Master of Arts in Occupational Therapy

Department

Occupational Science/Occupational Therapy

First Advisor

Dr. Stephanie de Sam Lazaro

Abstract

The purpose of this thesis was to investigate the use of non-evidence-based practices that are often used with children with autism spectrum disorder (ASD) by occupational therapy practitioners, as well as continuing education necessary to better pediatric occupational therapy practice with children with ASD in Minnesota. This mixed-methods project utilized a website content analysis, survey, and focus group data to address the research questions. The study aimed to address: (1) How do pediatric occupational therapy practitioners in Minnesota understand evidence-based practice and apply evidence-based practice principles in their work with children with ASD? (2) How are the twelve specified interventions being used currently in pediatric occupational therapy practice for children with ASD in Minnesota? and (3) What are the next steps for supporting pediatric occupational therapy practitioners in Minnesota in being evidence- based for working with children with ASD?

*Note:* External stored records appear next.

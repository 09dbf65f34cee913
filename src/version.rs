// Package identity reported by GET /version

/// Package version (from Cargo.toml).
pub const VERSION: &str = env!("CARGO_PKG_VERSION");

/// Package name (from Cargo.toml).
pub const NAME: &str = env!("CARGO_PKG_NAME");
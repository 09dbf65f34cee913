// End-to-end scenario: one hot snapshot through ranker and alert rules

mod common;

use common::{GB, process};
use hostwatch::alerts::AlertRules;
use hostwatch::models::{AlertKind, Snapshot};
use hostwatch::ranker::rank;

#[test]
fn hot_snapshot_ranks_and_raises_both_alerts() {
    // 9.2 of 10 GB: the memory rule is strict, so exactly 9/10 would not fire.
    let snap = Snapshot {
        timestamp: 1,
        cpu_percent: 85.0,
        memory_used_bytes: 92 * GB / 10,
        memory_total_bytes: 10 * GB,
        processes: vec![process(1, "a", 85.0, 5.0), process(2, "b", 10.0, 1.0)],
    };

    let top: Vec<u32> = rank(&snap.processes, 2).iter().map(|p| p.pid).collect();
    assert_eq!(top, vec![1, 2]);

    let events = AlertRules::default().evaluate(&snap);
    let kinds: Vec<AlertKind> = events.iter().map(|e| e.severity).collect();
    assert_eq!(kinds, vec![AlertKind::Cpu, AlertKind::Memory]);
    assert!(events[0].message.contains("85"));
}
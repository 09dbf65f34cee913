// Threshold rules evaluated against each fresh snapshot

use crate::models::{AlertEvent, AlertKind, Snapshot};

pub const DEFAULT_CPU_THRESHOLD: f64 = 80.0;
pub const DEFAULT_MEMORY_THRESHOLD: f64 = 0.9;

pub const MEMORY_ALERT_MESSAGE: &str = "High Memory usage!";

/// Stateless rule set. Every snapshot over a threshold yields a fresh event;
/// nothing is deduplicated across calls.
#[derive(Debug, Clone, Copy, PartialEq)]
pub struct AlertRules {
    /// Percent; fires on strictly greater.
    pub cpu_threshold: f64,
    /// Used/total fraction; fires on strictly greater.
    pub memory_threshold: f64,
}

impl Default for AlertRules {
    fn default() -> Self {
        Self {
            cpu_threshold: DEFAULT_CPU_THRESHOLD,
            memory_threshold: DEFAULT_MEMORY_THRESHOLD,
        }
    }
}

impl AlertRules {
    /// CPU alert first, then memory, when both fire.
    pub fn evaluate(&self, snapshot: &Snapshot) -> Vec<AlertEvent> {
        let mut events = Vec::new();
        if snapshot.cpu_percent > self.cpu_threshold {
            events.push(AlertEvent {
                timestamp: snapshot.timestamp,
                message: format!("High CPU usage: {}%", snapshot.cpu_percent),
                severity: AlertKind::Cpu,
            });
        }
        if snapshot
            .memory_ratio()
            .is_some_and(|ratio| ratio > self.memory_threshold)
        {
            events.push(AlertEvent {
                timestamp: snapshot.timestamp,
                message: MEMORY_ALERT_MESSAGE.to_string(),
                severity: AlertKind::Memory,
            });
        }
        events
    }
}
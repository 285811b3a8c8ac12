//! Quick benchmark to verify binding resolution performance

use nodewire::binding::{node_candidates, resolve_candidates, MemberType, TypeBuilder};
use nodewire::{Bindable, NodeId, Resolver, SceneTree};
use std::time::Instant;

struct Player {
    node: NodeId,
    weapon: Option<NodeId>,
    shield: Option<NodeId>,
}

impl Bindable for Player {
    fn describe(ty: &mut TypeBuilder<Self>) {
        ty.field(
            "_weapon",
            MemberType::Node("Sprite2D"),
            |p| p.weapon.into(),
            |p, v| {
                p.weapon = Some(v.try_into()?);
                Ok(())
            },
        )
        .node_path("");
        ty.field(
            "_shield",
            MemberType::ANY_NODE,
            |p| p.shield.into(),
            |p, v| {
                p.shield = Some(v.try_into()?);
                Ok(())
            },
        )
        .node_path("");
        ty.handler("on_hit", |_, _| {}).on("damaged");
    }

    fn node(&self) -> NodeId {
        self.node
    }
}

fn main() {
    // Level with the player's gear spread between self and owner scope
    let mut tree = SceneTree::new();
    let level = tree.add_child(tree.root(), "Level", "Node2D").unwrap();
    let player = tree.add_child(level, "Player", "Node2D").unwrap();
    let weapon = tree.add_child(player, "Weapon", "Sprite2D").unwrap();
    let shield = tree.add_child(level, "Shield", "Node2D").unwrap();
    for id in [player, weapon, shield] {
        tree.set_owner(id, Some(level)).unwrap();
    }
    tree.set_unique_name(shield, true).unwrap();

    println!("Binding Resolution Performance Test");
    println!("===================================\n");

    let cases = [("_weapon", "Sprite2D"), ("_shield", "Node"), ("_missing", "Node")];
    for (member, type_name) in cases {
        let candidates = node_candidates("", member, type_name);
        let iterations = 100_000;
        let start = Instant::now();

        for _ in 0..iterations {
            let _ = resolve_candidates(&tree, player, &candidates);
        }

        let elapsed = start.elapsed();
        println!("Member: {:20}", member);
        println!("  Time for {} iterations: {:?}", iterations, elapsed);
        println!("  Per operation: {:?}\n", elapsed / iterations);
    }

    // Full on_ready (cache already warm after the first call)
    let resolver = Resolver::default();
    let iterations = 100_000;
    let start = Instant::now();
    for _ in 0..iterations {
        let mut obj = Player {
            node: player,
            weapon: None,
            shield: None,
        };
        let _ = resolver.on_ready(&mut tree, &mut obj);
    }
    let elapsed = start.elapsed();

    println!("on_ready (2 members, 1 handler)");
    println!("  Time for {} iterations: {:?}", iterations, elapsed);
    println!("  Per operation: {:?}", elapsed / iterations);
}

Findings from data analysis elucidated common themes and implications for pediatric occupational therapy practice with children with ASD in Minnesota. The first theme is occupational therapy practitioners are relying more on their clinical experience than evidence- based research when working with children with ASD. The second theme is many of these interventions are used to treat children with ASD without fidelity and by practitioners who haven’t been trained in them. Lastly, practitioners reported barriers to applying evidence-based practices, including lack of time, limited resources, affordability, workplace culture, and difficulty assessing evidence-based information. The majority of occupational therapy practitioners participating were school-based practitioners. If occupational therapy wants to continue to perform a relevant service in MN, occupational therapy practitioners must reflect on the evidence base for the interventions they are selecting as well as the extent their intervention choices address occupational participation in children with ASD. Increasing accessibility to continuing education and resources for evidence-based information is needed as well for occupational therapy practitioners working with children with ASD.